For the first time in my life I submitted a draft that was too short.
I’ve written almost 20 articles for The Pirates’ Hook since the spring of my sophomore year, and yet, every time I submitted a draft, Mr. Christopher always told me it was too long.
No matter how much experience I got, my editing process has always been agonizing. Precious sections, paragraphs, and sentences I carefully constructed fell to the wayside each time as I edited down my stories. I always had too much to say.
And yet, when our column drafts were due on May 10, I found myself at a loss.
The truth is, I never felt like I truly ‘arrived’ at Riverside. Yes, I’ve been here for four years and I’m about to graduate, but the school changed so much every year that I never found my footing.
But amid the constant change, I certainly found my place here.
I only joined The Hook staff as a junior, and it’s been by far my most meaningful experience at Riverside. As my school has changed, I had to figure out why and write about it. I learned a little more about my ever-changing community with every interview I did. With every conversation I had, whether it went to print or not.

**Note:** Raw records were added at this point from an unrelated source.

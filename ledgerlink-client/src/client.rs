//! The public client handle
//!
//! `LedgerClient` is a thin, cloneable front for the engine task: every
//! operation becomes a [`Command`] on an unbounded channel, answered through
//! a oneshot. All clones share one connection, one registry and one event
//! bus. When the last clone is dropped the engine shuts itself down.
//!
//! # Client Lifecycle
//!
//! 1. **Connect**: [`ClientBuilder::connect`](crate::ClientBuilder::connect)
//!    spawns the engine, which starts connecting immediately
//! 2. **Use**: [`send`](LedgerClient::send) calls, wait for
//!    [`ready`](LedgerClient::ready), read [`events`](LedgerClient::events)
//! 3. **Close / reinstate**: [`close`](LedgerClient::close) stops
//!    reconnecting, [`reinstate`](LedgerClient::reinstate) resumes
//! 4. **Destroy**: terminal; everything outstanding is rejected
//!
//! # Examples
//!
//! ```rust,no_run
//! use ledgerlink_client::LedgerClient;
//! use ledgerlink_core::SendOptions;
//! use serde_json::json;
//!
//! # async fn example() -> ledgerlink_core::Result<()> {
//! let client = LedgerClient::connect(["wss://xrplcluster.com"]).await?;
//! client.ready().await?;
//!
//! let info = client
//!     .send(json!({"command": "server_info", "id": "mine"}), SendOptions::new())
//!     .await?;
//! println!("{}", info["info"]["build_version"]);
//! println!("{:?}", client.get_state().await?.fee);
//! client.destroy().await;
//! # Ok(())
//! # }
//! ```

use crate::engine::Command;
use crate::events::{ClientEvent, EventBus, EventKind, EventStream, ListenerHandle};
use crate::ClientBuilder;
use ledgerlink_core::{ConnectionState, Error, Request, Result, SendOptions};
use serde::de::DeserializeOwned;
use serde::Deserialize;
use serde_json::{json, Value};
use std::future::Future;
use std::sync::Arc;
use tokio::sync::{mpsc, oneshot};

/// Options for [`LedgerClient::reinstate`]
#[derive(Debug, Clone, Copy, Default, PartialEq, Eq, Deserialize)]
#[serde(default, rename_all = "camelCase")]
pub struct ReinstateOptions {
    /// Fail over to the next endpoint before reconnecting
    pub force_next_uplink: bool,
}

/// Handle to a resilient ledger node connection
#[derive(Debug, Clone)]
pub struct LedgerClient {
    commands: mpsc::UnboundedSender<Command>,
    bus: Arc<EventBus>,
}

impl LedgerClient {
    pub(crate) fn new(commands: mpsc::UnboundedSender<Command>, bus: Arc<EventBus>) -> Self {
        Self { commands, bus }
    }

    /// Connect to `endpoints` with default options
    ///
    /// An empty or entirely invalid list selects the built-in endpoints.
    pub async fn connect<I, S>(endpoints: I) -> Result<Self>
    where
        I: IntoIterator<Item = S>,
        S: Into<String>,
    {
        ClientBuilder::new().with_endpoints(endpoints).connect().await
    }

    fn dispatch(&self, command: Command) -> Result<()> {
        self.commands.send(command).map_err(|_| Error::Destroyed)
    }

    /// Send a command and wait for its result
    ///
    /// `request` must be an object with a `command`; its `id`, if any, is
    /// restored on the reply. Resolves with the reply's `result` (or the
    /// whole reply when there is none). `subscribe`, `unsubscribe` and
    /// `path_find` are replayed after every reconnect unless
    /// `no_replay_after_reconnect` is set.
    pub async fn send(&self, request: Value, options: SendOptions) -> Result<Value> {
        let mut request = Request::from_value(request)?;
        request.strip_ledger_unsubscribe()?;

        let (reply, outcome) = oneshot::channel();
        self.dispatch(Command::Send {
            request,
            options,
            reply,
        })?;
        outcome.await.map_err(|_| Error::Destroyed)?
    }

    /// [`send`](Self::send), deserialising the result into `R`
    pub async fn send_as<R: DeserializeOwned>(
        &self,
        request: Value,
        options: SendOptions,
    ) -> Result<R> {
        let value = self.send(request, options).await?;
        Ok(serde_json::from_value(value)?)
    }

    /// Resolves once online with recent contact and a known validated ledger
    pub async fn ready(&self) -> Result<()> {
        let (waiter, outcome) = oneshot::channel();
        self.dispatch(Command::Ready(waiter))?;
        outcome.await.map_err(|_| Error::Destroyed)?
    }

    /// Snapshot of connectivity and node telemetry
    pub async fn get_state(&self) -> Result<ConnectionState> {
        let (reply, state) = oneshot::channel();
        self.dispatch(Command::State(reply))?;
        state.await.map_err(|_| Error::Destroyed)
    }

    /// Cluster metadata pushed by a proxying node
    ///
    /// Pending until such a message arrives.
    pub async fn cluster_info(&self) -> Result<Value> {
        let (reply, info) = oneshot::channel();
        self.dispatch(Command::ClusterInfo(reply))?;
        info.await.map_err(|_| Error::Destroyed)
    }

    /// Protocol definitions served by the node, if it provides them
    pub async fn definitions(&self) -> Result<Option<Value>> {
        let definitions = self
            .send(json!({"command": "server_definitions"}), SendOptions::new())
            .await?;
        Ok(definitions.get("FIELDS").is_some().then_some(definitions))
    }

    /// Close the connection and stop reconnecting
    ///
    /// Outstanding calls are rejected with [`Error::Closed`]; subscriptions
    /// are kept for [`reinstate`](Self::reinstate). Closing twice is a no-op.
    pub async fn close(&self) {
        let (done, closed) = oneshot::channel();
        if self.dispatch(Command::Close(done)).is_ok() {
            let _ = closed.await;
        }
    }

    /// Undo [`close`](Self::close) and connect again
    pub async fn reinstate(&self, options: ReinstateOptions) -> Result<()> {
        let (done, outcome) = oneshot::channel();
        self.dispatch(Command::Reinstate {
            force_next_uplink: options.force_next_uplink,
            done,
        })?;
        outcome.await.map_err(|_| Error::Destroyed)?
    }

    /// Close for good, rejecting everything and detaching every listener
    pub async fn destroy(&self) {
        let (done, destroyed) = oneshot::channel();
        if self.dispatch(Command::Destroy(done)).is_ok() {
            let _ = destroyed.await;
        }
    }

    /// Every event published from now on
    pub fn events(&self) -> EventStream {
        self.bus.subscribe()
    }

    /// Run `handler` for every event of `kind` until unsubscribed or
    /// destroyed
    pub fn on<F, Fut>(&self, kind: EventKind, handler: F) -> ListenerHandle
    where
        F: Fn(ClientEvent) -> Fut + Send + Sync + 'static,
        Fut: Future<Output = ()> + Send + 'static,
    {
        self.bus.on(kind, handler)
    }
}

#[cfg(test)]
mod tests {
    use super::*;

    fn detached() -> (LedgerClient, mpsc::UnboundedReceiver<Command>) {
        let (tx, rx) = mpsc::unbounded_channel();
        (LedgerClient::new(tx, EventBus::new(8)), rx)
    }

    #[tokio::test]
    async fn test_invalid_requests_never_reach_engine() {
        let (client, mut commands) = detached();

        let not_object = client.send(json!(["server_info"]), SendOptions::new()).await;
        assert!(matches!(not_object, Err(Error::InvalidRequest(_))));

        let ledger_only = client
            .send(json!({"command": "unsubscribe", "streams": ["ledger"]}), SendOptions::new())
            .await;
        assert!(matches!(ledger_only, Err(Error::InvalidRequest(_))));

        assert!(commands.try_recv().is_err());
    }

    #[tokio::test]
    async fn test_send_forwards_normalised_request() {
        let (client, mut commands) = detached();
        let call = tokio::spawn({
            let client = client.clone();
            async move {
                client
                    .send(
                        json!({"command": " Unsubscribe ", "streams": ["ledger", "transactions"]}),
                        SendOptions::new(),
                    )
                    .await
            }
        });

        match commands.recv().await {
            Some(Command::Send { request, reply, .. }) => {
                assert_eq!(request.command(), "unsubscribe");
                assert_eq!(request.body()["streams"], json!(["transactions"]));
                reply.send(Ok(json!({"ok": true}))).unwrap();
            }
            other => panic!("unexpected {other:?}"),
        }
        assert_eq!(call.await.unwrap().unwrap(), json!({"ok": true}));
    }

    #[tokio::test]
    async fn test_engine_gone_means_destroyed() {
        let (client, commands) = detached();
        drop(commands);
        let outcome = client.send(json!({"command": "ping"}), SendOptions::new()).await;
        assert_eq!(outcome, Err(Error::Destroyed));
        assert_eq!(client.ready().await, Err(Error::Destroyed));
        assert!(client.get_state().await.is_err());
        client.close().await;
        client.destroy().await;
    }

    #[test]
    fn test_reinstate_options_from_json() {
        let options: ReinstateOptions =
            serde_json::from_str(r#"{"forceNextUplink": true}"#).unwrap();
        assert!(options.force_next_uplink);
        assert!(!ReinstateOptions::default().force_next_uplink);
    }
}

My drafts never got shorter, despite my journalistic skills growing every week. But I’m proud of all my colossal first drafts that made it to final stories. Through those stories I got to ask Coach K a question in his final pre-season press conference, call the former mayor in his last month in office, report for months on the engineering program’s diversity, interview a former Olympian on Riverside’s staff, and write about various sports topics that interested me, finding my voice along the way.
Many more moments stand out for stories that never escaped their early phases: talking to a teacher who narrowly escaped the beginning of the war in Ukraine with his 3-day old daughter, interviewing a veteran teacher about the US pulling out of Afghanistan, and calling the former RPC coordinator while he drove his truck into retirement.
As I took a leadership role and shifted from my own reporting to helping others and finding my voice with a column, my journalist skills only grew. It pushed me to change and provide the support my classmates needed, and watching our team produce papers, each one better than the last, is just as satisfying as publishing my own work.
Maybe this column isn’t too short after all. The more I think about my time with The Hook, the harder it gets to just pick one Riverside to reflect on when the school has been so different throughout my time here.
While I never quite found my footing, I did learn more about my community, with every teacher and fellow student I talked to, no matter how much it was changing around me.
I still write way too much on the first go around, but I can certainly say my four years passing through this rich, complex community were well spent. I learned to embrace change, and I’d like to think I gave something back, too.